__RECORDS PROVIDED__
• • • • •

//! Recording sequence state machine.
//!
//! Drives INTRO → scene 1..N → OUTRO while a capture is live. The machine is a reducer: it receives
//! [`SequenceEvent`]s and answers with [`Effect`]s for a runner to execute, so it never touches
//! clocks, timers or the capture stream itself. Every delay is a named field of
//! [`SequenceTimings`], and every delayed step is an explicit timer the runner hands back as
//! [`SequenceEvent::Timer`].
//!
//! Ordering guarantees:
//! - At most one transition step is pending at a time; the next one is scheduled only when the
//!   previous one fires, so pause → switch → reset → resume can never interleave.
//! - A completion is acted on exactly once: it is cleared in the same step that handles it, and a
//!   completion arriving while a transition is already under way is dropped.
//! - Timers that are not the currently pending ones, and any event at all while not recording, are
//!   no-ops.

use crate::{
    config::SequenceTimings,
    foundation::core::{Millis, SceneId},
    playback::FadeEffect,
    store::ScenePointer,
};

#[derive(
    Clone, Copy, Debug, PartialEq, Eq, PartialOrd, Ord, Hash, serde::Serialize, serde::Deserialize,
)]
#[serde(transparent)]
pub struct SeqTimer(pub u64);

/// Where the recording currently is.
#[derive(Clone, Debug, PartialEq, Eq, serde::Serialize)]
#[serde(tag = "phase", content = "scene", rename_all = "snake_case")]
pub enum Phase {
    Idle,
    Intro,
    Scene(SceneId),
    Outro,
    /// Fade-out running; the capture stops when it ends.
    Finishing,
}

#[derive(Clone, Debug, PartialEq, Eq)]
enum Step {
    BeginPlayback,
    SwitchTo(SceneId),
    ResetAfterSettle,
    Resume,
    EnterOutro,
    Finish,
}

/// Read-only view of the project the reducer needs for each decision.
#[derive(Clone, Copy, Debug)]
pub struct SequenceContext<'a> {
    pub scenes: &'a [SceneId],
    pub intro_enabled: bool,
    pub outro_enabled: bool,
}

#[derive(Clone, Debug, PartialEq, Eq)]
pub enum SequenceEvent {
    /// The capture session is live; take over playback.
    Started,
    /// A timer scheduled through [`Effect::Schedule`] fired.
    Timer(SeqTimer),
    /// The active scene finished its scroll (settle delay included).
    AnimationFinished,
    /// The active pointer was changed by someone other than the sequencer.
    PointerChanged(ScenePointer),
    /// The platform ended the capture stream mid-sequence.
    CaptureLost,
    /// The owner is going away; drop every timer.
    Teardown,
}

#[derive(Clone, Debug, PartialEq, Eq)]
pub enum Effect {
    SetPlaying(bool),
    SetActive(ScenePointer),
    TriggerReset,
    SetFade(FadeEffect),
    ClearFinished,
    Schedule { timer: SeqTimer, after: Millis },
    Cancel(SeqTimer),
    StopCapture,
    SetExporting(bool),
    UnlockDimensions,
}

#[derive(Clone, Debug)]
pub struct Sequencer {
    timings: SequenceTimings,
    phase: Phase,
    recording: bool,
    pending: Option<(SeqTimer, Step)>,
    dwell: Option<SeqTimer>,
    fade_clear: Option<SeqTimer>,
    next_timer: u64,
}

impl Sequencer {
    pub fn new(timings: SequenceTimings) -> Self {
        Self {
            timings,
            phase: Phase::Idle,
            recording: false,
            pending: None,
            dwell: None,
            fade_clear: None,
            next_timer: 0,
        }
    }

    pub fn timings(&self) -> &SequenceTimings {
        &self.timings
    }

    pub fn phase(&self) -> &Phase {
        &self.phase
    }

    pub fn is_recording(&self) -> bool {
        self.recording
    }

    /// True when `timer` is the running intro/outro dwell.
    pub fn is_dwell(&self, timer: SeqTimer) -> bool {
        self.dwell == Some(timer)
    }

    pub fn reduce(&mut self, event: SequenceEvent, ctx: &SequenceContext<'_>) -> Vec<Effect> {
        let mut fx = Vec::new();
        match event {
            SequenceEvent::Started => self.on_started(ctx, &mut fx),
            other if !self.recording => {
                tracing::debug!(event = ?other, "sequencer idle, event ignored");
            }
            SequenceEvent::Timer(timer) => self.on_timer(timer, ctx, &mut fx),
            SequenceEvent::AnimationFinished => self.on_finished(ctx, &mut fx),
            SequenceEvent::PointerChanged(pointer) => {
                if self.phase == Phase::Finishing {
                    tracing::debug!(%pointer, "pointer change during fade-out ignored");
                } else {
                    self.enter(pointer, &mut fx);
                }
            }
            SequenceEvent::CaptureLost => self.abort("capture stream lost", &mut fx),
            SequenceEvent::Teardown => self.abort("teardown", &mut fx),
        }
        fx
    }

    fn on_started(&mut self, ctx: &SequenceContext<'_>, fx: &mut Vec<Effect>) {
        if self.recording {
            tracing::warn!("sequence already running, start ignored");
            return;
        }
        let Some(first) = ctx.scenes.first() else {
            tracing::warn!("no scenes to record");
            return;
        };
        tracing::info!(
            scenes = ctx.scenes.len(),
            intro = ctx.intro_enabled,
            outro = ctx.outro_enabled,
            "sequence started"
        );
        self.recording = true;
        self.phase = Phase::Idle;

        fx.push(Effect::SetExporting(true));
        fx.push(Effect::SetPlaying(false));
        fx.push(Effect::ClearFinished);
        fx.push(Effect::SetFade(FadeEffect::FadeIn));
        let clear = self.alloc();
        self.fade_clear = Some(clear);
        fx.push(Effect::Schedule {
            timer: clear,
            after: self.timings.fade(),
        });

        let opening = if ctx.intro_enabled {
            ScenePointer::Intro
        } else {
            ScenePointer::Scene(first.clone())
        };
        self.activate(opening, fx);
        fx.push(Effect::TriggerReset);
        self.schedule(Step::BeginPlayback, self.timings.start_delay(), fx);
    }

    fn on_timer(&mut self, timer: SeqTimer, ctx: &SequenceContext<'_>, fx: &mut Vec<Effect>) {
        if self.fade_clear == Some(timer) {
            self.fade_clear = None;
            fx.push(Effect::SetFade(FadeEffect::None));
            return;
        }
        if self.dwell == Some(timer) {
            self.dwell = None;
            tracing::debug!(phase = ?self.phase, "dwell elapsed");
            // A dwell shorter than the start delay overtakes the first playback.
            if let Some((pending, _)) = self.pending.take() {
                fx.push(Effect::Cancel(pending));
            }
            self.on_finished(ctx, fx);
            return;
        }
        match self.pending.take() {
            Some((id, step)) if id == timer => self.run_step(step, fx),
            other => {
                self.pending = other;
                tracing::debug!(?timer, "stale timer ignored");
            }
        }
    }

    fn run_step(&mut self, step: Step, fx: &mut Vec<Effect>) {
        tracing::debug!(?step, "transition step");
        match step {
            Step::BeginPlayback | Step::Resume => fx.push(Effect::SetPlaying(true)),
            Step::SwitchTo(id) => {
                self.activate(ScenePointer::Scene(id), fx);
                self.schedule(Step::ResetAfterSettle, self.timings.scene_settle(), fx);
            }
            Step::ResetAfterSettle => {
                fx.push(Effect::TriggerReset);
                self.schedule(Step::Resume, self.timings.scene_resume(), fx);
            }
            Step::EnterOutro => self.activate(ScenePointer::Outro, fx),
            Step::Finish => self.finish(fx),
        }
    }

    fn on_finished(&mut self, ctx: &SequenceContext<'_>, fx: &mut Vec<Effect>) {
        if self.pending.is_some() {
            tracing::debug!(phase = ?self.phase, "completion during a transition dropped");
            fx.push(Effect::ClearFinished);
            return;
        }

        match self.phase.clone() {
            Phase::Intro => {
                fx.push(Effect::ClearFinished);
                fx.push(Effect::SetPlaying(false));
                let Some(first) = ctx.scenes.first() else {
                    self.abort("scene list emptied mid-recording", fx);
                    return;
                };
                tracing::info!(scene = %first, "intro done");
                self.activate(ScenePointer::Scene(first.clone()), fx);
                fx.push(Effect::TriggerReset);
                self.schedule(Step::Resume, self.timings.intro_exit(), fx);
            }
            Phase::Outro => {
                fx.push(Effect::ClearFinished);
                tracing::info!("outro done");
                self.begin_fade_out(fx);
            }
            Phase::Scene(id) => {
                fx.push(Effect::ClearFinished);
                fx.push(Effect::SetPlaying(false));
                // A scene removed mid-recording has no successor and ends the sequence.
                let next = ctx
                    .scenes
                    .iter()
                    .position(|s| s == &id)
                    .and_then(|i| ctx.scenes.get(i + 1));
                match next {
                    Some(next) => {
                        tracing::info!(from = %id, to = %next, "scene done");
                        self.schedule(Step::SwitchTo(next.clone()), self.timings.scene_exit(), fx);
                    }
                    None if ctx.outro_enabled => {
                        tracing::info!(scene = %id, "last scene done, outro next");
                        self.schedule(Step::EnterOutro, self.timings.outro_enter(), fx);
                    }
                    None => {
                        tracing::info!(scene = %id, "last scene done");
                        self.begin_fade_out(fx);
                    }
                }
            }
            Phase::Idle | Phase::Finishing => fx.push(Effect::ClearFinished),
        }
    }

    fn begin_fade_out(&mut self, fx: &mut Vec<Effect>) {
        if let Some(clear) = self.fade_clear.take() {
            fx.push(Effect::Cancel(clear));
        }
        self.cancel_dwell(fx);
        fx.push(Effect::SetFade(FadeEffect::FadeOut));
        self.phase = Phase::Finishing;
        self.schedule(Step::Finish, self.timings.fade(), fx);
    }

    fn finish(&mut self, fx: &mut Vec<Effect>) {
        tracing::info!("sequence completed");
        fx.push(Effect::StopCapture);
        fx.push(Effect::SetExporting(false));
        fx.push(Effect::SetPlaying(false));
        fx.push(Effect::UnlockDimensions);
        fx.push(Effect::SetFade(FadeEffect::None));
        fx.push(Effect::ClearFinished);
        self.reset_state(fx);
    }

    fn abort(&mut self, reason: &str, fx: &mut Vec<Effect>) {
        tracing::warn!(reason, phase = ?self.phase, "sequence aborted");
        fx.push(Effect::SetPlaying(false));
        fx.push(Effect::StopCapture);
        fx.push(Effect::SetExporting(false));
        fx.push(Effect::UnlockDimensions);
        fx.push(Effect::SetFade(FadeEffect::None));
        fx.push(Effect::ClearFinished);
        self.reset_state(fx);
    }

    fn reset_state(&mut self, fx: &mut Vec<Effect>) {
        if let Some((timer, _)) = self.pending.take() {
            fx.push(Effect::Cancel(timer));
        }
        if let Some(timer) = self.fade_clear.take() {
            fx.push(Effect::Cancel(timer));
        }
        self.cancel_dwell(fx);
        self.recording = false;
        self.phase = Phase::Idle;
    }

    fn activate(&mut self, pointer: ScenePointer, fx: &mut Vec<Effect>) {
        fx.push(Effect::SetActive(pointer.clone()));
        self.enter(pointer, fx);
    }

    /// Track the new position and (re)arm the dwell timer for static cards.
    fn enter(&mut self, pointer: ScenePointer, fx: &mut Vec<Effect>) {
        self.cancel_dwell(fx);
        let dwell = match &pointer {
            ScenePointer::Intro => Some(self.timings.intro_dwell()),
            ScenePointer::Outro => Some(self.timings.outro_dwell()),
            ScenePointer::Scene(_) => None,
        };
        self.phase = match pointer {
            ScenePointer::Intro => Phase::Intro,
            ScenePointer::Outro => Phase::Outro,
            ScenePointer::Scene(id) => Phase::Scene(id),
        };
        tracing::info!(phase = ?self.phase, "entered");
        if let Some(after) = dwell {
            let timer = self.alloc();
            self.dwell = Some(timer);
            fx.push(Effect::Schedule { timer, after });
        }
    }

    fn cancel_dwell(&mut self, fx: &mut Vec<Effect>) {
        if let Some(timer) = self.dwell.take() {
            fx.push(Effect::Cancel(timer));
        }
    }

    fn schedule(&mut self, step: Step, after: Millis, fx: &mut Vec<Effect>) {
        if let Some((old, _)) = self.pending.take() {
            fx.push(Effect::Cancel(old));
        }
        let timer = self.alloc();
        self.pending = Some((timer, step));
        fx.push(Effect::Schedule { timer, after });
    }

    fn alloc(&mut self) -> SeqTimer {
        self.next_timer += 1;
        SeqTimer(self.next_timer)
    }
}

• • • • •

__WHAT YOU SHOULD DO__
Which of the lines in the data hold the string "that"? Report each of them by copying it.

__EXERCISE SOLUTION__
//! - A completion is acted on exactly once: it is cleared in the same step that handles it, and a
//! - Timers that are not the currently pending ones, and any event at all while not recording, are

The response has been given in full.